This leaves the Tigers a record of 87 victories, 3 losses and 2 ties over more than a
9-year stretch. There’s hardly another school anywhere that can point to that kind of an achievement but last night’s defeat, however, puts quite a dent into the 1944 championship aspirations of the Tigers and only the future will tell how good a team the Tigers are this year.

Coming contests will prove if Coach Kammer’s boys, after tasting defeat, can bounce back and, profiting by experience, become a better ball club. There’s still plenty of time between now and November for the orange and black to wipe out the stain of that reverse last night and to again establish themselves as a power in Ohio scholastic circles.

To the victor belongs the spoils and to Cathedral Latin goes all the plaudits and superlatives for the great game it played. No one can say anything that would take away from the Clevelanders any of the honor due them for the almost flawless performance they put on tap last night as they crushed the Tigers and swept on to a rich reward and well deserved victory. To attempt it would be unsportsmanlike, to say the least.

But in justice to the Massillon lads it must be said that the Tiger team which went out to do battle with Cathedral Latin last night was not the team which romped so merrily over Akron West a week ago. The orange and black had none of the fire and dash which characterized its performance in the opening game. Lacking was the precision and team play, both on offense and defense, which made Akron West look so poor and the Tigers so great.
Tigers Sluggish
All during this week Coach Kammer and his assistants tried to snap the Tigers out of an apparent sluggishness which made its appearance last Monday. They didn’t succeed and it’s hard to tell how Friday night’s game might have ended had the Tigers been the same team they were a week ago.

In their first game the Tigers turned loose a dazzling offense that had Akron West running around in circles. They displayed a defense that smothered every Akron attempt to gain ground. Last night, with the exception of a few brief instances, the Tigers offense looked woefully weak and their defense must have been locked up in the club house, so dismally did it fail in its efforts to halt the beautifully executed Cathedral Latin offense, powered by a smooth working backfield that plunged through and ran around the Tigers behind a line that performed in truly brilliant fashion.

True the masterful performance staged by the Clevelanders was bound to make the Tigers look bad but we still believe the Tigers are a better ball club than they looked last night.

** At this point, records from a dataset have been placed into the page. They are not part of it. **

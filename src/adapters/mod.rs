//! Adapters - Implementations of port interfaces.
//!
//! Adapters connect the domain to external systems:
//! - `ai` - OpenAI Responses API client and a scriptable mock
//! - `product` - The luxury pen fact sheet
//! - `http` - Axum endpoint exposing the agent

pub mod ai;
pub mod http;
pub mod product;
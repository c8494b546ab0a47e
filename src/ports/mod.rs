//! Ports - Interfaces for external dependencies.
//!
//! Following hexagonal architecture, ports define the contracts between
//! the domain and the outside world. Adapters implement these ports.
//!
//! - `AIProvider` - Hosted language model producing each reply
//! - `ProductKnowledge` - Facts about the pen being sold

mod ai_provider;
mod product_knowledge;

pub use ai_provider::{
    AIError, AIProvider, CompletionRequest, CompletionResponse, Message, MessageRole,
    OutputContent, OutputItem, RequestMetadata, TokenUsage,
};
pub use product_knowledge::ProductKnowledge;
//! HTTP adapters - REST API implementations.

pub mod agent;

pub use agent::{agent_router, AgentAppState};
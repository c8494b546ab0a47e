//! Product knowledge adapters.

mod luxury_pen;

pub use luxury_pen::LuxuryPenFacts;
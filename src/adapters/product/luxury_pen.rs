//! The one pen this agent sells.

use crate::ports::ProductKnowledge;

const FACTS: &[(&str, &str)] = &[
    ("Product", "One-of-a-kind luxury fountain pen"),
    ("Price", "$5000 USD"),
    ("Ink", "Premium black ink cartridge"),
    ("Body", "Titanium case encrusted with hand-set diamonds"),
    (
        "Ideal for",
        "Signing important documents, gifting VIP clients, showcasing executive style",
    ),
];

/// Static fact sheet for the luxury pen.
#[derive(Debug, Clone, Copy, Default)]
pub struct LuxuryPenFacts;

impl ProductKnowledge for LuxuryPenFacts {
    fn fact_sheet(&self) -> String {
        FACTS
            .iter()
            .map(|(label, value)| format!("{label}: {value}"))
            .collect::<Vec<_>>()
            .join("\n")
    }
}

Coach Kammer told his team and local fans all week that Cathedral Latin had a big, powerful ball club and the Lions proved it last night. Speed was expected to play a prominent role in the outcome of the game and it did – Latin in addition to having the power and experience, also had the speed and how they used it as they ran the orange and black right into the ground.

Depending almost entirely on a ground offense, Latin operating from a “T” during most of the game and then in the later stages shifting to a single wing, put on tap an offense that was beautiful to watch. Seldom did the Tigers stop it. The powerful Latin line manhandled the Tiger forward wall and tore great, gaping holes in it time after time. Only some great work by the Massillon secondary checked the Latin ball toters and kept them away from scoring territory until that fatal fourth quarter when the inspired Lions no longer could be denied their share of glory.

Offensively, the Tigers were stopped cold. Their running attack which looked so sharp a week ago, was just not there last night. As a matter of fact the fast changing Cleveland forwards roared through the Tiger line like a cyclone and clipped the Massillon offense before it could get under way. Only in the aerial game did the Tigers display any superiority over the visitors, completing 3 of 7 attempts for 64 yards while Latin failed to connect in 7 tries and had one pass intercepted.
Tigers Badly Outplayed
The statistics show just how wide a margin the invaders held on the Tigers. The Lions made 18 first downs to 5 for Massillon. The Clevelanders roamed over the gridiron almost at will every time they gained the ball. In yards gained the Lions had a net yardage of 282 as compared to 130 for the Tigers. The visitors fumbled 6 times and recovered the ball twice. Massillon fumbled 4 times and failed to recover on any of the miscues. Those figures tell the story – they show without any doubt why the Tigers finished on the short end of the score.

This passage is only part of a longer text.